Она была уже рядом с вами, она склонилась над вами.
– Но…
В течение короткой паузы, которая за этим последовала, – без сомнения, это была самая длинная короткая пауза в моей жизни, – в тот миг, пока она еще стояла ко мне спиной, я сделал удивленное лицо.
– Глаза! Глаз! У него еще открыты глаза!
Она стала трясти вас – сначала за руку, потом за оба плеча. Она несколько раз прокричала ваше имя – по моим представлениям, громковато; только я хотел сказать, что ваша дочка может опять проснуться, как она обернулась ко мне.
Не знаю, сразу ли она это увидела.

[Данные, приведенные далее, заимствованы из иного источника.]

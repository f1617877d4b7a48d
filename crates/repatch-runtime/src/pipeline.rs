//! Full patch pipeline
//!
//! `LoadPatches → PrepareSplitPackage → ReadInput → ExecutePatches → WriteOutput`.
//! Runs identically inside a worker process and in-process.

use crate::error::RuntimeError;
use crate::params::WorkerParameters;
use crate::session::PatchSession;
use repatch_bundle::{patches, resolve_selection, Patch};
use repatch_core::{run_step, EventSink, StepId};
use repatch_split::{is_split_archive, prepare_if_needed, PreparationResult};

/// Run one patch session end to end
///
/// Preparation cleanup runs whether the session succeeds or fails, and on
/// drop when the returned future is cancelled.
///
/// # Errors
/// The first failing step's error; a matching `Failed` event has been emitted.
pub async fn run_pipeline(parameters: &WorkerParameters, sink: &EventSink) -> Result<(), RuntimeError> {
    let patch_list = run_step(StepId::LoadPatches, sink, load_patches(parameters)).await?;

    let preparation = prepare(parameters, sink).await?;
    let outcome = run_session(parameters, &preparation, patch_list, sink).await;
    preparation.cleanup();
    outcome
}

async fn load_patches(parameters: &WorkerParameters) -> Result<Vec<Patch>, RuntimeError> {
    let bundles = parameters.bundles.clone();
    let package = parameters.package_name.clone();
    let loaded = tokio::task::spawn_blocking(move || patches(&bundles, &package))
        .await
        .map_err(|join| RuntimeError::Io(std::io::Error::other(join)))??;
    let ordered = resolve_selection(loaded, &parameters.selection, &parameters.options)?;
    tracing::info!("Loaded {} patches for {}", ordered.len(), parameters.package_name);
    Ok(ordered)
}

async fn prepare(parameters: &WorkerParameters, sink: &EventSink) -> Result<PreparationResult, RuntimeError> {
    let options = parameters.prepare_options();
    let prepare = async {
        prepare_if_needed(&parameters.input, &parameters.cache_dir, &options, sink)
            .await
            .map_err(RuntimeError::from)
    };
    if is_split_archive(&parameters.input) {
        run_step(StepId::PrepareSplitPackage, sink, prepare).await
    } else {
        prepare.await
    }
}

async fn run_session(
    parameters: &WorkerParameters,
    preparation: &PreparationResult,
    patch_list: Vec<Patch>,
    sink: &EventSink,
) -> Result<(), RuntimeError> {
    let mut session = run_step(
        StepId::ReadInput,
        sink,
        PatchSession::open(&preparation.file, &parameters.cache_dir, sink.clone()),
    )
    .await?;

    // Split inputs were stripped during preparation.
    let strip_abis = (parameters.strip_native_libs && !preparation.merged).then(|| parameters.supported_abis.clone());
    session.run(&parameters.output, patch_list, strip_abis).await
}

Возможно, мое лицо приняло удивленное выражение на секунду раньше, чем нужно, из-за чего теперь был виден только его отблеск, от силы смутное воспоминание о моем наигранном удивлении.
Да, оглядываясь назад – теперь, – я думаю, что она это увидела, ее глаза слегка поменяли цвет, чуть потемнели, как пролитое вино: сначала оно еще блестит, а в следующее мгновение впитывается в ковер.
Вообще-то, я ожидал, что она на меня закричит, что она станет упрекать меня в чем-нибудь: «Что ты тут сидишь? Сделай же что-нибудь!»
Но она не кричала. Она только качала головой. Потом она взяла с низенького столика мобильный телефон, чтобы позвонить в скорую помощь.
Пока не приехала «скорая», мы еще пытались привести вас в чувство. Ваша жена расстегнула верхние пуговицы вашей рубашки и несколько раз слегка шлепнула вас по щекам, но ничего не изменилось. Вы еще дышали, только вы были где-то, откуда вы нас, возможно, еще слышали, но уже не могли вернуться. Может быть, вы ощущали руки жены на своих щеках, но словно руки из другого мира, параллельного мира, где вы были еще так недавно, где смотрели черно-белые фильмы сорокалетней давности.